How to Test for Shellfish Allergy: Methods & Diagnosis

Shellfish allergy is an immune system reaction to proteins found in certain marine animals, such as crustaceans (shrimp, crab, lobster) and mollusks (clams, oysters, scallops). Reactions can range from mild discomfort to severe, life-threatening conditions. Professional medical diagnosis and accurate testing are important for managing this allergy.

Symptoms Indicating a Need for Testing

Symptoms of shellfish allergy often appear rapidly, within minutes to an hour after consuming or contacting shellfish. Mild indicators include skin reactions like hives, itching, or swelling of the lips, face, or throat. Digestive issues may also arise, such as abdominal pain, nausea, vomiting, or diarrhea.

More concerning symptoms involve the respiratory system, including difficulty breathing, wheezing, coughing, or a tight feeling in the chest. In severe cases, an allergic reaction can escalate to anaphylaxis, characterized by dizziness, a weak pulse, fainting, or pale skin. Prompt medical evaluation and testing are needed if these symptoms occur after shellfish exposure.

Common Shellfish Allergy Tests

Medical professionals use several methods to diagnose shellfish allergies, starting with a detailed review of an individual’s medical history. These diagnostic tools aim to identify the body’s immune response to shellfish proteins.

The Skin Prick Test (SPT) is a common initial diagnostic approach. During this procedure, a small amount of liquid containing shellfish protein extracts is pricked onto the skin, usually on the forearm or back. A positive reaction, appearing within 15 to 20 minutes, is a raised, red, itchy bump resembling a mosquito bite. While SPT can suggest sensitization, meaning the body has produced antibodies to shellfish, it does not always confirm a clinical allergy.

A Blood Test, also known as a specific IgE blood test, measures immunoglobulin E (IgE) antibodies in the blood. This test offers advantages such as posing no risk of an allergic reaction and not being affected by antihistamine medications. However, like SPT, a positive blood test indicates sensitization and must be interpreted with a patient’s clinical history to confirm an allergy.

The Oral Food Challenge (OFC) is the most definitive method for diagnosing a shellfish allergy. This test is conducted under strict medical supervision in a clinical setting, where the patient consumes gradually increasing amounts of the suspected shellfish allergen. Medical staff closely monitor for any allergic reactions throughout the challenge. OFCs are performed when other tests are inconclusive or to determine if an allergy has been outgrown. At-home allergy tests are not reliable and should not be used for diagnosis, as they can provide inaccurate or misleading results.

Understanding Your Diagnosis and Management

A confirmed shellfish allergy diagnosis means completely avoiding shellfish to prevent allergic reactions.
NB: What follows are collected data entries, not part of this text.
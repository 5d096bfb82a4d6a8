//! Command-line arguments and the options they resolve to.

use std::path::PathBuf;

use anyhow::{Context, Result};
use clap::Parser;
use reproj::ReprojConfig;
use reproj_common::Extent;

#[derive(Parser, Debug)]
#[command(name = "reproject-cli")]
#[command(about = "Reproject a PNG image from one projection to another")]
pub struct CliArgs {
    /// Input PNG file
    #[arg(short, long)]
    pub input: PathBuf,

    /// Projection of the input image (e.g. EPSG:4326)
    #[arg(long, env = "REPROJ_SOURCE_CRS", default_value = "EPSG:4326")]
    pub source_crs: String,

    /// Extent of the input image as "minx,miny,maxx,maxy"
    #[arg(long, allow_hyphen_values = true)]
    pub source_extent: String,

    /// Projection of the output image (e.g. EPSG:3857)
    #[arg(long, env = "REPROJ_TARGET_CRS", default_value = "EPSG:3857")]
    pub target_crs: String,

    /// Extent of the output image (default: the transformed source extent)
    #[arg(long, allow_hyphen_values = true)]
    pub target_extent: Option<String>,

    /// Output units per pixel (default: keep the input width)
    #[arg(long)]
    pub resolution: Option<f64>,

    /// Device pixel ratio of the output
    #[arg(long, default_value = "1.0")]
    pub pixel_ratio: f64,

    /// Use nearest-neighbour instead of bilinear resampling
    #[arg(long)]
    pub no_interpolate: bool,

    /// Maximum mesh error in source pixels (overrides REPROJ_ERROR_THRESHOLD)
    #[arg(long)]
    pub error_threshold: Option<f64>,

    /// Output PNG file
    #[arg(short, long)]
    pub output: PathBuf,

    /// Log level
    #[arg(long, env = "LOG_LEVEL", default_value = "info")]
    pub log_level: String,

    /// Emit logs as JSON
    #[arg(long)]
    pub log_json: bool,
}

/// Fully resolved options for one reprojection run.
#[derive(Debug, Clone)]
pub struct ReprojectOptions {
    pub input: PathBuf,
    pub output: PathBuf,
    pub source_crs: String,
    pub source_extent: Extent,
    pub target_crs: String,
    pub target_extent: Option<Extent>,
    pub resolution: Option<f64>,
    pub pixel_ratio: f64,
    pub reproj: ReprojConfig,
}

impl CliArgs {
    /// Resolve arguments against `base` (usually [`ReprojConfig::from_env`]).
    pub fn into_options(self, base: ReprojConfig) -> Result<ReprojectOptions> {
        let source_extent = Extent::from_csv(&self.source_extent)
            .with_context(|| format!("invalid --source-extent {}", self.source_extent))?;
        let target_extent = self
            .target_extent
            .as_deref()
            .map(|s| Extent::from_csv(s).with_context(|| format!("invalid --target-extent {}", s)))
            .transpose()?;

        if let Some(resolution) = self.resolution {
            anyhow::ensure!(
                resolution.is_finite() && resolution > 0.0,
                "--resolution must be positive, got {}",
                resolution
            );
        }
        anyhow::ensure!(
            self.pixel_ratio.is_finite() && self.pixel_ratio > 0.0,
            "--pixel-ratio must be positive, got {}",
            self.pixel_ratio
        );

        let mut reproj = base;
        if let Some(threshold) = self.error_threshold {
            reproj.error_threshold = threshold;
        }
        if self.no_interpolate {
            reproj.interpolate = Some(false);
        }
        reproj.validate()?;

        Ok(ReprojectOptions {
            input: self.input,
            output: self.output,
            source_crs: self.source_crs,
            source_extent,
            target_crs: self.target_crs,
            target_extent,
            resolution: self.resolution,
            pixel_ratio: self.pixel_ratio,
            reproj,
        })
    }
}
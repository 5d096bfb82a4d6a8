//! Common test fixtures for reprojection tests.

/// Common extents for testing, as (min_x, min_y, max_x, max_y).
pub mod extent {
    /// Whole world in degrees
    pub const GLOBAL: (f64, f64, f64, f64) = (-180.0, -90.0, 180.0, 90.0);

    /// Web Mercator's usable latitude band in degrees
    pub const MERCATOR_BAND: (f64, f64, f64, f64) = (-180.0, -85.0, 180.0, 85.0);

    /// Europe in degrees
    pub const EUROPE: (f64, f64, f64, f64) = (-15.0, 35.0, 45.0, 72.0);

    /// Unit-resolution 2x2 pixel extent
    pub const PIXELS_2X2: (f64, f64, f64, f64) = (0.0, 0.0, 2.0, 2.0);

    /// Unit-resolution 4x4 pixel extent
    pub const PIXELS_4X4: (f64, f64, f64, f64) = (0.0, 0.0, 4.0, 4.0);

    /// Crosses antimeridian (Pacific-centric)
    pub const PACIFIC: (f64, f64, f64, f64) = (160.0, -50.0, -140.0, 50.0);
}

/// Common colors, straight-alpha RGBA.
pub mod color {
    pub const RED: [u8; 4] = [255, 0, 0, 255];
    pub const GREEN: [u8; 4] = [0, 255, 0, 255];
    pub const BLUE: [u8; 4] = [0, 0, 255, 255];
    pub const WHITE: [u8; 4] = [255, 255, 255, 255];
    pub const TRANSPARENT: [u8; 4] = [0, 0, 0, 0];
}

/// The four opaque colors of a 2x2 test image, row-major from the top-left.
pub fn quad_colors_rgba() -> Vec<u8> {
    [color::RED, color::GREEN, color::BLUE, color::WHITE].concat()
}
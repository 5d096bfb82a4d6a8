//! Shared test utilities for the raster reprojection workspace.
//!
//! This crate provides common testing infrastructure including:
//! - Approximate float/coordinate assertions
//! - RGBA raster generators
//! - Common extent fixtures
//! - A helper for driving pending local tasks
//!
//! # Usage
//!
//! Add to your crate's `Cargo.toml`:
//!
//! ```toml
//! [dev-dependencies]
//! test-utils = { path = "../test-utils" }
//! ```
//!
//! Then import in your tests:
//!
//! ```ignore
//! use test_utils::{assert_approx_eq, fixtures, solid_rgba};
//! ```

pub mod fixtures;
pub mod generators;
pub mod tasks;

// Re-export commonly used items at the crate root
pub use fixtures::*;
pub use generators::*;
pub use tasks::*;

/// Macro for approximate floating-point equality assertions.
///
/// # Usage
///
/// ```ignore
/// use test_utils::assert_approx_eq;
///
/// assert_approx_eq!(1.0001_f64, 1.0_f64, 0.001_f64); // passes
/// assert_approx_eq!(1.1_f32, 1.0_f32, 0.001_f32);    // fails
/// ```
#[macro_export]
macro_rules! assert_approx_eq {
    ($left:expr, $right:expr, $epsilon:expr) => {{
        let left: f64 = $left as f64;
        let right: f64 = $right as f64;
        let epsilon: f64 = $epsilon as f64;
        let diff = (left - right).abs();
        if !(diff <= epsilon) {
            panic!(
                "assertion failed: `(left ≈ right)`\n  left: `{:?}`,\n right: `{:?}`,\n  diff: `{:?}` > epsilon `{:?}`",
                left, right, diff, epsilon
            );
        }
    }};
}

/// Macro for approximate equality of coordinate pairs.
///
/// Accepts either tuples or `[x, y]` arrays.
///
/// # Usage
///
/// ```ignore
/// use test_utils::assert_coords_approx_eq;
///
/// assert_coords_approx_eq!((1.0001, 2.0001), (1.0, 2.0), 0.001);
/// assert_coords_approx_eq!([1.0001, 2.0001], [1.0, 2.0], 0.001);
/// ```
#[macro_export]
macro_rules! assert_coords_approx_eq {
    (($x1:expr, $y1:expr), ($x2:expr, $y2:expr), $epsilon:expr) => {{
        $crate::assert_approx_eq!($x1, $x2, $epsilon);
        $crate::assert_approx_eq!($y1, $y2, $epsilon);
    }};
    ($left:expr, $right:expr, $epsilon:expr) => {{
        let left = $left;
        let right = $right;
        $crate::assert_approx_eq!(left[0], right[0], $epsilon);
        $crate::assert_approx_eq!(left[1], right[1], $epsilon);
    }};
}

#[cfg(test)]
mod tests {
    #[test]
    fn test_assert_approx_eq_passes() {
        assert_approx_eq!(1.0001, 1.0, 0.001);
        assert_approx_eq!(0.0, 0.0, 0.0001);
        assert_approx_eq!(-5.5, -5.500001, 0.0001);
    }

    #[test]
    #[should_panic(expected = "assertion failed")]
    fn test_assert_approx_eq_fails() {
        assert_approx_eq!(1.1, 1.0, 0.001);
    }

    #[test]
    #[should_panic(expected = "assertion failed")]
    fn test_assert_approx_eq_rejects_nan() {
        assert_approx_eq!(f64::NAN, 1.0, 0.001);
    }

    #[test]
    fn test_assert_coords_approx_eq_passes() {
        assert_coords_approx_eq!((1.0001, 2.0001), (1.0, 2.0), 0.001);
        assert_coords_approx_eq!([1.0001, 2.0001], [1.0, 2.0], 0.001);
    }
}
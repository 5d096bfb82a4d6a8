//! Triangle mesh approximating a reprojection.
//!
//! The target extent is recursively split into quads until the linear
//! interpolation of each quad's source corners predicts the transformed
//! centre within the error threshold. Each accepted quad becomes two
//! triangles whose source and target vertices are index-paired.
//!
//! The transform runs target → source, so every target vertex is exactly
//! representable and source vertices are whatever the projection produces
//! (possibly non-finite outside its domain).

use std::collections::HashMap;

use reproj_common::{Coordinate, Extent, Projection, ReprojResult};
use tracing::debug;

use crate::registry::{CoordTransform, ProjectionRegistry};

/// Base recursion depth of quad subdivision.
const MAX_SUBDIVISION: u32 = 10;

/// Maximum fraction of the world width one triangle may span in a global projection.
const MAX_TRIANGLE_WIDTH: f64 = 0.25;

/// One mesh element: vertex `i` of `source` corresponds to vertex `i` of `target`.
#[derive(Debug, Clone, Copy, PartialEq)]
pub struct Triangle {
    pub source: [Coordinate; 3],
    pub target: [Coordinate; 3],
}

/// A triangulated approximation of the target → source transform.
#[derive(Debug, Clone)]
pub struct Triangulation {
    triangles: Vec<Triangle>,
    wraps_x_in_source: bool,
}

impl Triangulation {
    /// Build the mesh for `target_extent`.
    ///
    /// # Arguments
    /// * `max_source_extent` - quads entirely outside it are dropped
    /// * `error_threshold` - maximum centre error in source units
    /// * `destination_resolution` - deepens subdivision for large outputs
    pub fn new(
        registry: &ProjectionRegistry,
        source: &Projection,
        target: &Projection,
        target_extent: &Extent,
        max_source_extent: Option<Extent>,
        error_threshold: f64,
        destination_resolution: Option<f64>,
    ) -> ReprojResult<Self> {
        let transform_inv = registry.require_transform(target, source)?;

        let source_world_width = registry.bounds_of(source).map(|e| e.width());
        let target_world_width = registry.bounds_of(target).map(|e| e.width());
        let can_wrap_x_in_source = source.can_wrap_x()
            && match (max_source_extent, source_world_width) {
                (Some(max), Some(world)) => max.width() >= world,
                _ => false,
            };

        let mut builder = MeshBuilder {
            transform_inv,
            cache: HashMap::new(),
            source_global: source.global,
            target_global: target.global,
            max_source_extent,
            error_threshold_squared: error_threshold * error_threshold,
            can_wrap_x_in_source,
            source_world_width,
            target_world_width,
            wraps_x_in_source: false,
            triangles: Vec::new(),
        };

        let destination_top_left = target_extent.top_left();
        let destination_top_right = target_extent.top_right();
        let destination_bottom_right = target_extent.bottom_right();
        let destination_bottom_left = target_extent.bottom_left();
        let source_top_left = builder.transform(destination_top_left);
        let source_top_right = builder.transform(destination_top_right);
        let source_bottom_right = builder.transform(destination_bottom_right);
        let source_bottom_left = builder.transform(destination_bottom_left);

        let extra_depth = destination_resolution
            .map(|res| {
                let tiles = target_extent.area() / (res * res * 256.0 * 256.0);
                tiles.log2().ceil().max(0.0) as u32
            })
            .unwrap_or(0);

        builder.add_quad(
            [
                destination_top_left,
                destination_top_right,
                destination_bottom_right,
                destination_bottom_left,
            ],
            [
                source_top_left,
                source_top_right,
                source_bottom_right,
                source_bottom_left,
            ],
            MAX_SUBDIVISION + extra_depth,
        );

        if builder.wraps_x_in_source {
            if let Some(world) = builder.source_world_width {
                unwrap_source_x(&mut builder.triangles, world);
            }
        }

        debug!(
            triangles = builder.triangles.len(),
            wraps_x = builder.wraps_x_in_source,
            source = %source.code,
            target = %target.code,
            "Built reprojection mesh"
        );

        Ok(Self {
            triangles: builder.triangles,
            wraps_x_in_source: builder.wraps_x_in_source,
        })
    }

    /// Build a mesh directly from triangles, e.g. for tests or precomputed meshes.
    pub fn from_triangles(triangles: Vec<Triangle>) -> Self {
        Self {
            triangles,
            wraps_x_in_source: false,
        }
    }

    pub fn triangles(&self) -> &[Triangle] {
        &self.triangles
    }

    pub fn is_empty(&self) -> bool {
        self.triangles.is_empty()
    }

    /// Whether the mesh crosses the antimeridian of a global source.
    pub fn wraps_x_in_source(&self) -> bool {
        self.wraps_x_in_source
    }

    /// The minimal source region the mesh needs (empty when the mesh is).
    pub fn calculate_source_extent(&self) -> Extent {
        let mut extent = Extent::empty();
        for triangle in &self.triangles {
            for vertex in &triangle.source {
                extent.extend_coordinate(*vertex);
            }
        }
        extent
    }
}

struct MeshBuilder {
    transform_inv: CoordTransform,
    cache: HashMap<(u64, u64), Coordinate>,
    source_global: bool,
    target_global: bool,
    max_source_extent: Option<Extent>,
    error_threshold_squared: f64,
    can_wrap_x_in_source: bool,
    source_world_width: Option<f64>,
    target_world_width: Option<f64>,
    wraps_x_in_source: bool,
    triangles: Vec<Triangle>,
}

impl MeshBuilder {
    /// Target → source, memoized since quad corners are shared.
    fn transform(&mut self, coord: Coordinate) -> Coordinate {
        let key = (coord[0].to_bits(), coord[1].to_bits());
        if let Some(cached) = self.cache.get(&key) {
            return *cached;
        }
        let projected = self.transform_inv.apply(coord);
        self.cache.insert(key, projected);
        projected
    }

    /// Quad corners in order: top-left, top-right, bottom-right, bottom-left.
    fn add_quad(&mut self, target: [Coordinate; 4], source: [Coordinate; 4], max_subdivision: u32) {
        let [a, b, c, d] = target;
        let [a_src, b_src, c_src, d_src] = source;

        let source_quad_extent = Extent::bounding(&source);
        let source_coverage_x = self
            .source_world_width
            .map(|world| source_quad_extent.width() / world);
        let wraps_x = self.can_wrap_x_in_source
            && source_coverage_x.map(|c| c > 0.5 && c < 1.0).unwrap_or(false);

        let mut needs_subdivision = false;

        if max_subdivision > 0 {
            if self.target_global {
                if let Some(world) = self.target_world_width {
                    let target_coverage_x = Extent::bounding(&target).width() / world;
                    needs_subdivision |= target_coverage_x > MAX_TRIANGLE_WIDTH;
                }
            }
            if !wraps_x && self.source_global {
                if let Some(coverage) = source_coverage_x.filter(|c| *c != 0.0) {
                    needs_subdivision |= coverage > MAX_TRIANGLE_WIDTH;
                }
            }
        }

        if !needs_subdivision {
            if let Some(max_source) = self.max_source_extent {
                if source_quad_extent.is_finite() && !source_quad_extent.intersects(&max_source) {
                    // whole quad lies outside the source domain
                    return;
                }
            }
        }

        let mut not_finite_mask = 0u8;
        if !needs_subdivision && !source.iter().all(|s| s[0].is_finite() && s[1].is_finite()) {
            if max_subdivision > 0 {
                needs_subdivision = true;
            } else {
                // bit 3 = a, bit 2 = b, bit 1 = c, bit 0 = d
                for (bit, s) in [(8u8, a_src), (4, b_src), (2, c_src), (1, d_src)] {
                    if !(s[0].is_finite() && s[1].is_finite()) {
                        not_finite_mask |= bit;
                    }
                }
                if !matches!(not_finite_mask, 1 | 2 | 4 | 8) {
                    return;
                }
            }
        }

        if max_subdivision > 0 {
            if !needs_subdivision {
                let center = [(a[0] + c[0]) / 2.0, (a[1] + c[1]) / 2.0];
                let center_src = self.transform(center);

                let dx = match (wraps_x, self.source_world_width) {
                    (true, Some(world)) => {
                        (modulo(a_src[0], world) + modulo(c_src[0], world)) / 2.0
                            - modulo(center_src[0], world)
                    }
                    _ => (a_src[0] + c_src[0]) / 2.0 - center_src[0],
                };
                let dy = (a_src[1] + c_src[1]) / 2.0 - center_src[1];
                let center_error_squared = dx * dx + dy * dy;
                needs_subdivision = center_error_squared > self.error_threshold_squared;
            }

            if needs_subdivision {
                if (a[0] - c[0]).abs() <= (a[1] - c[1]).abs() {
                    // taller than wide: split top/bottom
                    let bc = midpoint(b, c);
                    let bc_src = self.transform(bc);
                    let da = midpoint(d, a);
                    let da_src = self.transform(da);

                    self.add_quad([a, b, bc, da], [a_src, b_src, bc_src, da_src], max_subdivision - 1);
                    self.add_quad([da, bc, c, d], [da_src, bc_src, c_src, d_src], max_subdivision - 1);
                } else {
                    // wider than tall: split left/right
                    let ab = midpoint(a, b);
                    let ab_src = self.transform(ab);
                    let cd = midpoint(c, d);
                    let cd_src = self.transform(cd);

                    self.add_quad([a, ab, cd, d], [a_src, ab_src, cd_src, d_src], max_subdivision - 1);
                    self.add_quad([ab, b, c, cd], [ab_src, b_src, c_src, cd_src], max_subdivision - 1);
                }
                return;
            }
        }

        if wraps_x {
            if !self.can_wrap_x_in_source {
                return;
            }
            self.wraps_x_in_source = true;
        }

        if not_finite_mask & 0xb == 0 {
            self.add_triangle([a, c, d], [a_src, c_src, d_src]);
        }
        if not_finite_mask & 0xe == 0 {
            self.add_triangle([a, c, b], [a_src, c_src, b_src]);
        }
        if not_finite_mask != 0 {
            if not_finite_mask & 0xd == 0 {
                self.add_triangle([b, d, a], [b_src, d_src, a_src]);
            }
            if not_finite_mask & 0x7 == 0 {
                self.add_triangle([b, d, c], [b_src, d_src, c_src]);
            }
        }
    }

    fn add_triangle(&mut self, target: [Coordinate; 3], source: [Coordinate; 3]) {
        self.triangles.push(Triangle { source, target });
    }
}

/// Shift source vertices of triangles straddling the antimeridian by one world width.
fn unwrap_source_x(triangles: &mut [Triangle], world_width: f64) {
    let left_bound = triangles
        .iter()
        .flat_map(|t| t.source.iter().map(|s| s[0]))
        .fold(f64::INFINITY, f64::min);
    let half = world_width / 2.0;

    for triangle in triangles.iter_mut() {
        let max_x = triangle.source.iter().map(|s| s[0]).fold(f64::NEG_INFINITY, f64::max);
        if max_x - left_bound <= half {
            continue;
        }

        let mut shifted = triangle.source;
        for vertex in shifted.iter_mut() {
            if vertex[0] - left_bound > half {
                vertex[0] -= world_width;
            }
        }
        let min_x = shifted.iter().map(|s| s[0]).fold(f64::INFINITY, f64::min);
        let max_x = shifted.iter().map(|s| s[0]).fold(f64::NEG_INFINITY, f64::max);
        if max_x - min_x < half {
            triangle.source = shifted;
        }
    }
}

fn midpoint(p: Coordinate, q: Coordinate) -> Coordinate {
    [(p[0] + q[0]) / 2.0, (p[1] + q[1]) / 2.0]
}

/// Euclidean modulo with the sign of the divisor.
fn modulo(a: f64, b: f64) -> f64 {
    let r = a % b;
    if r * b < 0.0 {
        r + b
    } else {
        r
    }
}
This involves careful attention to food labels, as federal regulations require manufacturers to list common allergens like shellfish. Awareness of potential cross-contamination, especially when dining out, is also important, as shellfish proteins can inadvertently transfer to other foods.

For individuals at risk of severe reactions, carrying an epinephrine auto-injector, such as an EpiPen, is a safety measure. Epinephrine is the first-line treatment for anaphylaxis, a severe, life-threatening allergic reaction. Patients are instructed on how and when to use this device, and should always seek emergency medical care after its administration. Ongoing management of a shellfish allergy involves regular consultation with an allergist, who can provide guidance on avoidance strategies and emergency preparedness.